_Task to complete:_ Please copy each line of the data that includes the string "NaiveDate".

_Input material:_
▬▬▬▬▬▬

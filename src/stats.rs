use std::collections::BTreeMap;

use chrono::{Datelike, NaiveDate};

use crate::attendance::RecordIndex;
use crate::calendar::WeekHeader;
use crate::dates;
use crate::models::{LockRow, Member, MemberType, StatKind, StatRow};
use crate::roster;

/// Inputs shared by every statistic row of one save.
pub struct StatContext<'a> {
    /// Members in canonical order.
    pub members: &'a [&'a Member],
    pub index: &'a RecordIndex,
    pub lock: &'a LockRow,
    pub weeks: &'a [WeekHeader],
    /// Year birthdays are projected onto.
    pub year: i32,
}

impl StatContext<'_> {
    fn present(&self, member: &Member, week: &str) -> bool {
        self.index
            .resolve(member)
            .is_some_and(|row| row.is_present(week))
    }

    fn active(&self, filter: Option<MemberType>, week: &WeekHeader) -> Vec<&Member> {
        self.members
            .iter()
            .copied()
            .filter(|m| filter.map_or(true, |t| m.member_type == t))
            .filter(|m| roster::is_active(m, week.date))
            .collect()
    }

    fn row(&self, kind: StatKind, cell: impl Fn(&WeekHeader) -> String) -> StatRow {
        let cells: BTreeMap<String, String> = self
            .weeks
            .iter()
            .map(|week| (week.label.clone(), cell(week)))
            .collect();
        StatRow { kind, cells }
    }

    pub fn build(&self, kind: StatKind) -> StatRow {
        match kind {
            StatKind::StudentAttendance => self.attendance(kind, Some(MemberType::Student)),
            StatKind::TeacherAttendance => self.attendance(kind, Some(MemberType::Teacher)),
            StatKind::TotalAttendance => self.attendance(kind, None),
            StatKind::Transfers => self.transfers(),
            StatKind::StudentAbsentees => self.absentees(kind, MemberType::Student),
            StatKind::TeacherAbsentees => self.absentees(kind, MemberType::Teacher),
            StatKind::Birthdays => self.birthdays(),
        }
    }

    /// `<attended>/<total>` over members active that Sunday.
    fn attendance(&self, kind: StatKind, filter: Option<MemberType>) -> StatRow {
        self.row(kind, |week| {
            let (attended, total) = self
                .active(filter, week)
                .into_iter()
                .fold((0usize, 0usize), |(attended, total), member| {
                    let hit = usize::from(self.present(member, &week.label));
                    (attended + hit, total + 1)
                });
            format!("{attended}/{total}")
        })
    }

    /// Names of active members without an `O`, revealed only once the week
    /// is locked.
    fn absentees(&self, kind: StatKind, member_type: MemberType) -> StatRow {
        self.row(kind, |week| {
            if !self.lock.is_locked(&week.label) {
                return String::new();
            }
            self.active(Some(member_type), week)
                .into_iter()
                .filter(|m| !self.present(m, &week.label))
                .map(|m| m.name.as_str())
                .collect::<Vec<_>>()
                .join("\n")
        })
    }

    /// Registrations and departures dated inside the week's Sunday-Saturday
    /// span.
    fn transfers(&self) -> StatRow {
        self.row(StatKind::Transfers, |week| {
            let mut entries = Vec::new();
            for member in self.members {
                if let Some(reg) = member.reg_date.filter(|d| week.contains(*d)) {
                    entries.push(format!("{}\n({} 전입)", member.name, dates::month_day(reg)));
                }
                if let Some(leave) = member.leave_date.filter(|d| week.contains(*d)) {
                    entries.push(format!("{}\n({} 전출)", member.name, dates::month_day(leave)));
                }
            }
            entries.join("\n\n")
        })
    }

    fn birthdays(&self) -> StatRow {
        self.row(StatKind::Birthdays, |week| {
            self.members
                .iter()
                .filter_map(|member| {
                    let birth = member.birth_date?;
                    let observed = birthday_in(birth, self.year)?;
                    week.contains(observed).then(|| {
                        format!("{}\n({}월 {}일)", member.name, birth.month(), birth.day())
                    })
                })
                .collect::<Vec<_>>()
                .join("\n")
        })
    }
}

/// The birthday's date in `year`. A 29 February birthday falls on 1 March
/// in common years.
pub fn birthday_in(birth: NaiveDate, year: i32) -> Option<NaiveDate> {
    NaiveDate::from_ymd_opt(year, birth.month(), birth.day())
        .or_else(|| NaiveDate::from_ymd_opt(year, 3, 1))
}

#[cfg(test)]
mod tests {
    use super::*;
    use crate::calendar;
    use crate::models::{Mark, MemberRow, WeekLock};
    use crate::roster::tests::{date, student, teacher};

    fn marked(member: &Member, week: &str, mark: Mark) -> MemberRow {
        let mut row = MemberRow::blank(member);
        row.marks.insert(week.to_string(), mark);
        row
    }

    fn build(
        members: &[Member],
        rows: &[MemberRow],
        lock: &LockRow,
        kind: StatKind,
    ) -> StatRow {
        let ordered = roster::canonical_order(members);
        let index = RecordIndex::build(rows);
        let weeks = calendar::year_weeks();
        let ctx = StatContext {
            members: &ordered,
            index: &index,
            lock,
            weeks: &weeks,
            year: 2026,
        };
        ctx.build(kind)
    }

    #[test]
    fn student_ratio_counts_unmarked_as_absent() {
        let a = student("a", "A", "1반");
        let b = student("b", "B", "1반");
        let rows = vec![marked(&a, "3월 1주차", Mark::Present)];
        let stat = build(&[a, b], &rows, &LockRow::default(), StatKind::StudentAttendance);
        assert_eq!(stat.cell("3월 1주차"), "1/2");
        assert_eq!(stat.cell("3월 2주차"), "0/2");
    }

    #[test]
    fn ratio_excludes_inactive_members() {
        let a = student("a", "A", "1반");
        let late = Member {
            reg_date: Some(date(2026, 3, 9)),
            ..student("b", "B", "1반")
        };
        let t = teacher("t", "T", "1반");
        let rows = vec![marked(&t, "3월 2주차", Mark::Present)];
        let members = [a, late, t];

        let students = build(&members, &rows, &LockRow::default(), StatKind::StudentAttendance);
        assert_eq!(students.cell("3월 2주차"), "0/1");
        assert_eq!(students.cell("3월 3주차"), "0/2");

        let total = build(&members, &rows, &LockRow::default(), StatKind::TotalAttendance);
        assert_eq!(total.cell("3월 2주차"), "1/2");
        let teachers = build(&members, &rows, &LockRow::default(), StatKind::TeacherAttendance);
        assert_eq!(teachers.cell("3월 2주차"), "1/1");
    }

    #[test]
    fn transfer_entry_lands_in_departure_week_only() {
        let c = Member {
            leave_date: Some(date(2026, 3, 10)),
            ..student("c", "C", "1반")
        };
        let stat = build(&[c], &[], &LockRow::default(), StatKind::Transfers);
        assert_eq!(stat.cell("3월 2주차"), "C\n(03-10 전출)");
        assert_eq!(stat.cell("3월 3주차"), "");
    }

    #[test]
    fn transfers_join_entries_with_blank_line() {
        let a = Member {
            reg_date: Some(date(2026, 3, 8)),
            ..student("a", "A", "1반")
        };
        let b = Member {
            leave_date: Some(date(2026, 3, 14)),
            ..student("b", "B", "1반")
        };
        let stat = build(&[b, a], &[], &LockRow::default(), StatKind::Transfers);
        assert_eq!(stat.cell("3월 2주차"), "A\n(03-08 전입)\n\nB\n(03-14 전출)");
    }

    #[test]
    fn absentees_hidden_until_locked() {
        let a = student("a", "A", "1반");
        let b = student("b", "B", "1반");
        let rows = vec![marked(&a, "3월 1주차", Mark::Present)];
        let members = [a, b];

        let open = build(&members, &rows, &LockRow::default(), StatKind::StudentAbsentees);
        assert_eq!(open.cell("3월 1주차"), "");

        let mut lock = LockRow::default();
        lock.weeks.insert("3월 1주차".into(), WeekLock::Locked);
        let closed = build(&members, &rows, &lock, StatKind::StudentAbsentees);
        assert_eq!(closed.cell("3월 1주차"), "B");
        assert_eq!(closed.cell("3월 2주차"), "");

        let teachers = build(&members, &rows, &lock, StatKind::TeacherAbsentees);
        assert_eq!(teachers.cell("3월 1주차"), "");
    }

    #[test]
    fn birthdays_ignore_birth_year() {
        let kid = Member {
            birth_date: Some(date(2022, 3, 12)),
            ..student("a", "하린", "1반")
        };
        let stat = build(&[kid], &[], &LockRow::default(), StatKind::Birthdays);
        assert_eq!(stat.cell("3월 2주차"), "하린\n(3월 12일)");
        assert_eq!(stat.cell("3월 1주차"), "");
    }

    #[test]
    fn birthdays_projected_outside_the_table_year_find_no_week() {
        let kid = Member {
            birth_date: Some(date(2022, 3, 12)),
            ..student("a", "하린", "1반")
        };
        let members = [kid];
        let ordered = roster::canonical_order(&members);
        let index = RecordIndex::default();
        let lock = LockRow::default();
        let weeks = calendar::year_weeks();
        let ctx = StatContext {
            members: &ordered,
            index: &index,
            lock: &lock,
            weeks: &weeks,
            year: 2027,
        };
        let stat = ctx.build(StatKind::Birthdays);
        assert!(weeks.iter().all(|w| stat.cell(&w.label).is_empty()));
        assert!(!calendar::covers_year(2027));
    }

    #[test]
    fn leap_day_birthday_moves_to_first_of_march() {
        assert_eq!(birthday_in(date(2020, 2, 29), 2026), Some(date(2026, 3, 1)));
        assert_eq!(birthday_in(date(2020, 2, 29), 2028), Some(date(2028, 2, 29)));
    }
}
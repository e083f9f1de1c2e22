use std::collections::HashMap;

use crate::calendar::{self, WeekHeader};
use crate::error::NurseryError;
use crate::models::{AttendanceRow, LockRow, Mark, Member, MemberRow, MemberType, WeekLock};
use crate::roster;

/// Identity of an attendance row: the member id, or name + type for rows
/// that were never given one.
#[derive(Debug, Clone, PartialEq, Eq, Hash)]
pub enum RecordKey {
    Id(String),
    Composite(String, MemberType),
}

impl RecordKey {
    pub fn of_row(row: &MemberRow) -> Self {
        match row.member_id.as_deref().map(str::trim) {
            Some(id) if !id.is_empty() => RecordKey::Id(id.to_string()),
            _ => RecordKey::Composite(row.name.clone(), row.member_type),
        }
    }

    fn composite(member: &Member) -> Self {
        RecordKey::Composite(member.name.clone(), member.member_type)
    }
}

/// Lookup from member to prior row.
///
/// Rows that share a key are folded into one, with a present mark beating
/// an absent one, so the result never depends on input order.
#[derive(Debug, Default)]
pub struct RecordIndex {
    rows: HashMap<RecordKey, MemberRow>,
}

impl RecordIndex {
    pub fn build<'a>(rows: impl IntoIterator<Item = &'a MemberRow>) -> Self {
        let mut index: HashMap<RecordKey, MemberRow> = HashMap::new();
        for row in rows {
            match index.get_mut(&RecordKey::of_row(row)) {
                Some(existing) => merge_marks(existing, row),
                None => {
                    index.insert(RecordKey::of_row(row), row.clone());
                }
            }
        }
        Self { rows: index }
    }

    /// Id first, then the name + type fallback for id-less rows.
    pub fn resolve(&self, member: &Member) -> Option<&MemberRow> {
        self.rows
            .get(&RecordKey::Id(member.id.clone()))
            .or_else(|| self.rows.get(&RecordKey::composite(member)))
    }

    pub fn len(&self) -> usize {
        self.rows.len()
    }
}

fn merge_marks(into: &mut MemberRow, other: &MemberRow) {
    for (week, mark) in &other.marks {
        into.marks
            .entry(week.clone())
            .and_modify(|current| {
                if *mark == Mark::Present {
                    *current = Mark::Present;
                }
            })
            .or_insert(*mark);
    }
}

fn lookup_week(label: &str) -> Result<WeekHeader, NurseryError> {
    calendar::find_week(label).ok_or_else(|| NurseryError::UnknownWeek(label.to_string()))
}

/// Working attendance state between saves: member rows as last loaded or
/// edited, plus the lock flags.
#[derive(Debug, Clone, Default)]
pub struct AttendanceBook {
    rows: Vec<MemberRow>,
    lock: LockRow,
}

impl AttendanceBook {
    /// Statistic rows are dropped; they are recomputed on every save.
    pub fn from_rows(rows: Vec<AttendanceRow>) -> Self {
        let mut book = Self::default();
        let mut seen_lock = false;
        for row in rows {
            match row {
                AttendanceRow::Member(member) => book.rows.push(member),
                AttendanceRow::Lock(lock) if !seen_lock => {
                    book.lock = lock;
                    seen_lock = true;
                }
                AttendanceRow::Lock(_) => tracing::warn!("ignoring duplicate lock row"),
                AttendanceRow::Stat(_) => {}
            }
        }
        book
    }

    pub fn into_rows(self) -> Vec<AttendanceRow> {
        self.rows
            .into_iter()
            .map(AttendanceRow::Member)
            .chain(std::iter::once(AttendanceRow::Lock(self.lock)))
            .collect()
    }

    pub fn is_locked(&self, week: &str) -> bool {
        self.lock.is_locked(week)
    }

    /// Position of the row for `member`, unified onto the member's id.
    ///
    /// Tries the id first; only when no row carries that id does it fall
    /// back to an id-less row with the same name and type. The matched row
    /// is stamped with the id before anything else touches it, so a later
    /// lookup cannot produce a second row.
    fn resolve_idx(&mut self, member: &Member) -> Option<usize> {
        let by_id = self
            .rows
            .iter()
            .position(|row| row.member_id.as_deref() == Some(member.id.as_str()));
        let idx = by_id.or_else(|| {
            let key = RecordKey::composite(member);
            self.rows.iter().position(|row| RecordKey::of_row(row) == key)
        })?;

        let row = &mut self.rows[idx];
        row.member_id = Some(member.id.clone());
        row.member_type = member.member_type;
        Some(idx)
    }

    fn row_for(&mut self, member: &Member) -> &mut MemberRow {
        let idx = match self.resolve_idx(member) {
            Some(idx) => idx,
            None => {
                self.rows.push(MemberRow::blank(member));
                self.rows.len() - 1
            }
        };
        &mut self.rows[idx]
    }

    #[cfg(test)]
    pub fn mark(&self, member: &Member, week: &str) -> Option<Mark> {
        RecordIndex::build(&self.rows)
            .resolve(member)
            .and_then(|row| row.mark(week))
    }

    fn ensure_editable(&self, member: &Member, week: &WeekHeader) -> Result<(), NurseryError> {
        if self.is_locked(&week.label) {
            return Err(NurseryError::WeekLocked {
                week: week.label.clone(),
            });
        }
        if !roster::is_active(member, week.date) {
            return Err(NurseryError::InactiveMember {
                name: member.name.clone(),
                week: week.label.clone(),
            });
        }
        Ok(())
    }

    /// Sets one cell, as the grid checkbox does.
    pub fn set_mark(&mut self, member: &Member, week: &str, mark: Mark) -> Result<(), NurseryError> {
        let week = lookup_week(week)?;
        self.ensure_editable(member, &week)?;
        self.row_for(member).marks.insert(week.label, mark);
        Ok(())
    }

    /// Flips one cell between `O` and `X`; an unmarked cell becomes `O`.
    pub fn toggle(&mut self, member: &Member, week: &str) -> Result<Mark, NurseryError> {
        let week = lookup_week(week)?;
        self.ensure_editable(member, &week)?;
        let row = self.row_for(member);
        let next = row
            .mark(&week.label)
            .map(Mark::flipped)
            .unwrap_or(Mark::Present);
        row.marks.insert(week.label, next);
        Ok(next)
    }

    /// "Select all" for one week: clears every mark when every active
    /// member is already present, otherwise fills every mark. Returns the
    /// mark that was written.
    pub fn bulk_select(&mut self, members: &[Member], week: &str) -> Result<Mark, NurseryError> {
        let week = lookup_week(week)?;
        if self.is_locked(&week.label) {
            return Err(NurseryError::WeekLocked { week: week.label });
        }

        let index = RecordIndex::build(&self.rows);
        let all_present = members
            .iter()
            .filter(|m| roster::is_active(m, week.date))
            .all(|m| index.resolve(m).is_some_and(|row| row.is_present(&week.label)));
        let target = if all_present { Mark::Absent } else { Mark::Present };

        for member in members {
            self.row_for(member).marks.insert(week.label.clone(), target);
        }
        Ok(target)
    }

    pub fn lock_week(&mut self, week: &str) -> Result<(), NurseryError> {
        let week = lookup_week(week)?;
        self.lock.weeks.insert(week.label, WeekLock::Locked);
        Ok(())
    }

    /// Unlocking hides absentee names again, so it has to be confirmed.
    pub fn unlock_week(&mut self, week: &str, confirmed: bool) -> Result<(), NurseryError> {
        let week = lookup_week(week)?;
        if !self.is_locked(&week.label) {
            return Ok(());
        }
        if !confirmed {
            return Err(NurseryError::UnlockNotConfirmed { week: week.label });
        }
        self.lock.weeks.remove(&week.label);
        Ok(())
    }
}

▬▬▬▬▬▬

_Solution for this task:_
use chrono::{Datelike, NaiveDate};
pub fn birthday_in(birth: NaiveDate, year: i32) -> Option<NaiveDate> {
    NaiveDate::from_ymd_opt(year, birth.month(), birth.day())
        .or_else(|| NaiveDate::from_ymd_opt(year, 3, 1))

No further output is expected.